Obesity is a leading factor among many of the pet dogs that are brought to us with behavioral problems. And with almost equal regularity their humans express surprise and disbelief. If you touch your dog's ribcage gently with your fingertips and you cannot easily feel ribs, there's a pretty good chance your dog is overweight. If your dog does not have a visible waist looking from above or a clear abdominal tuck viewed from the side, there's a pretty good chance your dog is overweight.
Is your dog not motivated by food? Read on, please.

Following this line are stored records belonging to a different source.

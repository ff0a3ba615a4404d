//! GraphQL board client over reqwest

use async_trait::async_trait;
use reqwest::header::{AUTHORIZATION, RETRY_AFTER};
use reqwest::{Client, StatusCode};
use serde_json::json;
use tracing::{debug, trace};
use url::Url;

use super::client::{BoardClient, ColumnValues, ExistingItem, ItemId};
use crate::config::BoardConfig;
use crate::errors::{BoardError, BoardResult, EngineError, EngineResult};
use crate::models::{value_text, Value};

/// Largest page the items endpoint hands out
const MAX_PAGE_SIZE: usize = 500;
const DEFAULT_RETRY_AFTER_SECS: u64 = 60;

const FIRST_PAGE_QUERY: &str = "query ($boardId: [ID!], $limit: Int!, $columnIds: [String!]) { \
    boards(ids: $boardId) { items_page(limit: $limit) { cursor items { id column_values(ids: $columnIds) { id text } } } } }";

const NEXT_PAGE_QUERY: &str = "query ($cursor: String!, $limit: Int!, $columnIds: [String!]) { \
    next_items_page(cursor: $cursor, limit: $limit) { cursor items { id column_values(ids: $columnIds) { id text } } } }";

const CREATE_ITEM_MUTATION: &str = "mutation ($boardId: ID!, $itemName: String!, $columnValues: JSON!) { \
    create_item(board_id: $boardId, item_name: $itemName, column_values: $columnValues) { id } }";

const UPDATE_ITEM_MUTATION: &str = "mutation ($boardId: ID!, $itemId: ID!, $columnValues: JSON!) { \
    change_multiple_column_values(board_id: $boardId, item_id: $itemId, column_values: $columnValues) { id } }";

/// Board client speaking the monday.com-style GraphQL API
#[derive(Debug, Clone)]
pub struct HttpBoardClient {
    client: Client,
    api_url: Url,
    token: String,
    api_version: Option<String>,
}

impl HttpBoardClient {
    pub fn new(token: impl Into<String>, config: &BoardConfig) -> EngineResult<Self> {
        let api_url = Url::parse(&config.api_url).map_err(|e| {
            EngineError::configuration(format!("Invalid board api_url '{}': {}", config.api_url, e))
        })?;
        let client = Client::builder()
            .timeout(config.request_timeout)
            .build()
            .map_err(BoardError::from)?;

        Ok(Self {
            client,
            api_url,
            token: token.into(),
            api_version: config.api_version.clone(),
        })
    }

    /// POST one GraphQL document and return its `data` object
    async fn graphql(&self, query: &str, variables: Value) -> BoardResult<Value> {
        let mut request = self
            .client
            .post(self.api_url.clone())
            .header(AUTHORIZATION, &self.token)
            .json(&json!({ "query": query, "variables": variables }));
        if let Some(version) = &self.api_version {
            request = request.header("API-Version", version);
        }

        let response = request.send().await?;
        let status = response.status();

        if status == StatusCode::TOO_MANY_REQUESTS {
            let retry_after_secs = response
                .headers()
                .get(RETRY_AFTER)
                .and_then(|v| v.to_str().ok())
                .and_then(|v| v.trim().parse().ok())
                .unwrap_or(DEFAULT_RETRY_AFTER_SECS);
            return Err(BoardError::RateLimited { retry_after_secs });
        }
        if !status.is_success() {
            let message = response.text().await.unwrap_or_default();
            return Err(BoardError::Status {
                status: status.as_u16(),
                message,
            });
        }

        let body: Value = response
            .json()
            .await
            .map_err(|e| BoardError::decode(format!("response is not JSON: {e}")))?;
        trace!("Board response: {}", body);

        if let Some(errors) = body.get("errors").and_then(Value::as_array) {
            if !errors.is_empty() {
                let message = errors
                    .iter()
                    .map(|e| value_text(e.get("message")))
                    .collect::<Vec<_>>()
                    .join("; ");
                return Err(BoardError::api(message));
            }
        }
        if let Some(message) = body.get("error_message").and_then(Value::as_str) {
            return Err(BoardError::api(message));
        }

        body.get("data")
            .cloned()
            .ok_or_else(|| BoardError::decode("response has no data"))
    }
}

/// Ids come back as strings, but tolerate numbers
fn id_of(value: Option<&Value>) -> BoardResult<ItemId> {
    match value {
        Some(Value::String(id)) => Ok(id.clone()),
        Some(Value::Number(id)) => Ok(id.to_string()),
        _ => Err(BoardError::decode("missing item id")),
    }
}

fn parse_page(page: &Value) -> BoardResult<(Vec<ExistingItem>, Option<String>)> {
    let items = page
        .get("items")
        .and_then(Value::as_array)
        .ok_or_else(|| BoardError::decode("items page without items"))?;

    let parsed = items
        .iter()
        .map(|item| {
            let key_text = item
                .get("column_values")
                .and_then(Value::as_array)
                .and_then(|columns| columns.first())
                .map(|column| value_text(column.get("text")))
                .unwrap_or_default();
            Ok(ExistingItem {
                id: id_of(item.get("id"))?,
                key_text,
            })
        })
        .collect::<BoardResult<Vec<_>>>()?;

    let cursor = page
        .get("cursor")
        .and_then(Value::as_str)
        .map(str::to_string);
    Ok((parsed, cursor))
}

fn encode_columns(column_values: &ColumnValues) -> BoardResult<String> {
    serde_json::to_string(column_values).map_err(|e| BoardError::decode(e.to_string()))
}

#[async_trait]
impl BoardClient for HttpBoardClient {
    async fn fetch_items(
        &self,
        board_id: &str,
        key_column_id: &str,
        limit: usize,
    ) -> BoardResult<Vec<ExistingItem>> {
        let mut items = Vec::new();
        let mut cursor: Option<String> = None;

        while items.len() < limit {
            let page_size = (limit - items.len()).min(MAX_PAGE_SIZE);
            let page = match &cursor {
                None => {
                    let data = self
                        .graphql(
                            FIRST_PAGE_QUERY,
                            json!({ "boardId": [board_id], "limit": page_size, "columnIds": [key_column_id] }),
                        )
                        .await?;
                    data.pointer("/boards/0/items_page")
                        .cloned()
                        .ok_or_else(|| BoardError::decode(format!("board {board_id} not found")))?
                }
                Some(cursor) => {
                    let data = self
                        .graphql(
                            NEXT_PAGE_QUERY,
                            json!({ "cursor": cursor, "limit": page_size, "columnIds": [key_column_id] }),
                        )
                        .await?;
                    data.get("next_items_page")
                        .cloned()
                        .ok_or_else(|| BoardError::decode("missing next_items_page"))?
                }
            };

            let (page_items, next) = parse_page(&page)?;
            let exhausted = page_items.is_empty();
            items.extend(page_items);
            cursor = next;
            if exhausted || cursor.is_none() {
                break;
            }
        }

        items.truncate(limit);
        debug!("Fetched {} existing items from board {}", items.len(), board_id);
        Ok(items)
    }

    async fn create_item(
        &self,
        board_id: &str,
        item_name: &str,
        column_values: &ColumnValues,
    ) -> BoardResult<ItemId> {
        let data = self
            .graphql(
                CREATE_ITEM_MUTATION,
                json!({
                    "boardId": board_id,
                    "itemName": item_name,
                    "columnValues": encode_columns(column_values)?,
                }),
            )
            .await?;
        id_of(data.pointer("/create_item/id"))
    }

    async fn update_item(
        &self,
        board_id: &str,
        item_id: &str,
        column_values: &ColumnValues,
    ) -> BoardResult<ItemId> {
        let data = self
            .graphql(
                UPDATE_ITEM_MUTATION,
                json!({
                    "boardId": board_id,
                    "itemId": item_id,
                    "columnValues": encode_columns(column_values)?,
                }),
            )
            .await?;
        id_of(data.pointer("/change_multiple_column_values/id"))
    }
}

If your dog is overweight, what can you do about it? First of all, educate yourself, and pay very careful attention to quality of nutrition. Do not simply cut back drastically on the amount you are feeding your dog because sudden weight loss can be dangerous.
Dogs are evolved as opportunistic omnivores, as such, it is far better for them (and you) if they are a little bit hungry all the time rather than satiated all the time. While none of these websites specifically address the behavioral component, in my experience if there is a problem with food there is also a problem with the relationship, and if there is a problem with the relationship there is likely a problem with behavior.
Food is useful as a primary reward in training, and providing good quality food is one of the ways we can show our dog that we care. Another way to show love for your dog is to not allow him or her to become obese, or if he or she is overweight, do something about it today.